● **Aim of the exercise**
Please count how many lines below contain the word "Some" and give nothing but that figure.

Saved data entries

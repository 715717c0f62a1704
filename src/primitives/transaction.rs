// Data structures: transactions and the commands they carry.
//
// A transaction is an immutable record: inner data plus the SHA3-256 of
// its canonical JSON encoding (signature included). The inner data bytes
// are a command payload: one tag byte followed by the JSON body of the
// tagged command.

use serde::{Deserialize, Serialize};
use tracing::warn;

use crate::crypto::hash::{hash_sha3_256, HASH_BYTES};
use crate::crypto::keys;

#[derive(Debug, thiserror::Error)]
pub enum TxError {
    #[error("timestamp is zero")]
    ZeroTimestamp,
    #[error("data is empty")]
    EmptyData,
    #[error("public key is empty")]
    EmptyPublicKey,
    #[error("empty command payload")]
    EmptyCommand,
    #[error("unknown command tag {0}")]
    UnknownCommand(u8),
    #[error("codec: {0}")]
    Codec(#[from] serde_json::Error),
}

#[derive(Debug, Clone, PartialEq, Eq, Serialize, Deserialize)]
pub struct TxData {
    pub data: Vec<u8>,
    pub public_key: Vec<u8>,
    pub nonce: u64,
    pub signature: Vec<u8>,
    pub timestamp: i64,
}

#[derive(Debug, Clone, PartialEq, Eq, Serialize, Deserialize)]
pub struct Transaction {
    pub hash: [u8; HASH_BYTES],
    pub inner: TxData,
}

impl Transaction {
    /// Canonical digest: SHA3-256 over the JSON encoding of the inner
    /// data, signature included.
    pub fn compute_hash(inner: &TxData) -> Result<[u8; HASH_BYTES], serde_json::Error> {
        let enc = serde_json::to_vec(inner)?;
        Ok(hash_sha3_256(&enc))
    }

    /// Canonical encoding of the whole record (hash field included); this
    /// is what block bundles commit to.
    pub fn canonical_bytes(&self) -> Result<Vec<u8>, serde_json::Error> {
        serde_json::to_vec(self)
    }

    /// Mempool key: base58 of the transaction hash.
    pub fn pool_key(&self) -> String {
        bs58::encode(self.hash).into_string()
    }

    pub fn contents_check(&self) -> Result<(), TxError> {
        if self.inner.timestamp == 0 {
            return Err(TxError::ZeroTimestamp);
        }
        if self.inner.data.is_empty() {
            return Err(TxError::EmptyData);
        }
        if self.inner.public_key.is_empty() {
            return Err(TxError::EmptyPublicKey);
        }
        Ok(())
    }

    /// Full well-formedness check: contents, digest, signature. Any
    /// validation failure yields `Ok(false)`; only codec trouble is an
    /// error.
    pub fn verify(&self) -> Result<bool, serde_json::Error> {
        if let Err(e) = self.contents_check() {
            warn!("transaction contents rejected: {e}");
            return Ok(false);
        }

        let hash = Self::compute_hash(&self.inner)?;
        if hash != self.hash {
            warn!("transaction hash is broken");
            return Ok(false);
        }

        Ok(keys::verify(
            &self.inner.public_key,
            &self.inner.data,
            &self.inner.signature,
        ))
    }
}

#[derive(Debug, Clone, Copy, PartialEq, Eq)]
#[repr(u8)]
pub enum CommandKind {
    Airdrop = 1,
    Transfer = 2,
}

impl CommandKind {
    pub fn from_byte(b: u8) -> Option<Self> {
        match b {
            1 => Some(Self::Airdrop),
            2 => Some(Self::Transfer),
            _ => None,
        }
    }

    pub fn label(self) -> &'static str {
        match self {
            Self::Airdrop => "airdrop command",
            Self::Transfer => "transfer command",
        }
    }
}

/// Credit drawn from the generator account.
#[derive(Debug, Clone, PartialEq, Eq, Serialize, Deserialize)]
pub struct Airdrop {
    pub public_key: Vec<u8>,
    pub amount: u64,
}

#[derive(Debug, Clone, PartialEq, Eq, Serialize, Deserialize)]
pub struct Transfer {
    pub from: Vec<u8>,
    pub to: Vec<u8>,
    pub amount: u64,
}

#[derive(Debug, Clone, PartialEq, Eq)]
pub enum Command {
    Airdrop(Airdrop),
    Transfer(Transfer),
}

impl Command {
    pub fn kind(&self) -> CommandKind {
        match self {
            Command::Airdrop(_) => CommandKind::Airdrop,
            Command::Transfer(_) => CommandKind::Transfer,
        }
    }

    /// Tag byte followed by the JSON body.
    pub fn encode(&self) -> Result<Vec<u8>, serde_json::Error> {
        let body = match self {
            Command::Airdrop(a) => serde_json::to_vec(a)?,
            Command::Transfer(t) => serde_json::to_vec(t)?,
        };
        let mut payload = Vec::with_capacity(body.len() + 1);
        payload.push(self.kind() as u8);
        payload.extend_from_slice(&body);
        Ok(payload)
    }

    pub fn decode(payload: &[u8]) -> Result<Self, TxError> {
        let (tag, body) = payload.split_first().ok_or(TxError::EmptyCommand)?;
        match CommandKind::from_byte(*tag) {
            Some(CommandKind::Airdrop) => Ok(Command::Airdrop(serde_json::from_slice(body)?)),
            Some(CommandKind::Transfer) => Ok(Command::Transfer(serde_json::from_slice(body)?)),
            None => Err(TxError::UnknownCommand(*tag)),
        }
    }
}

● **Answer space**
4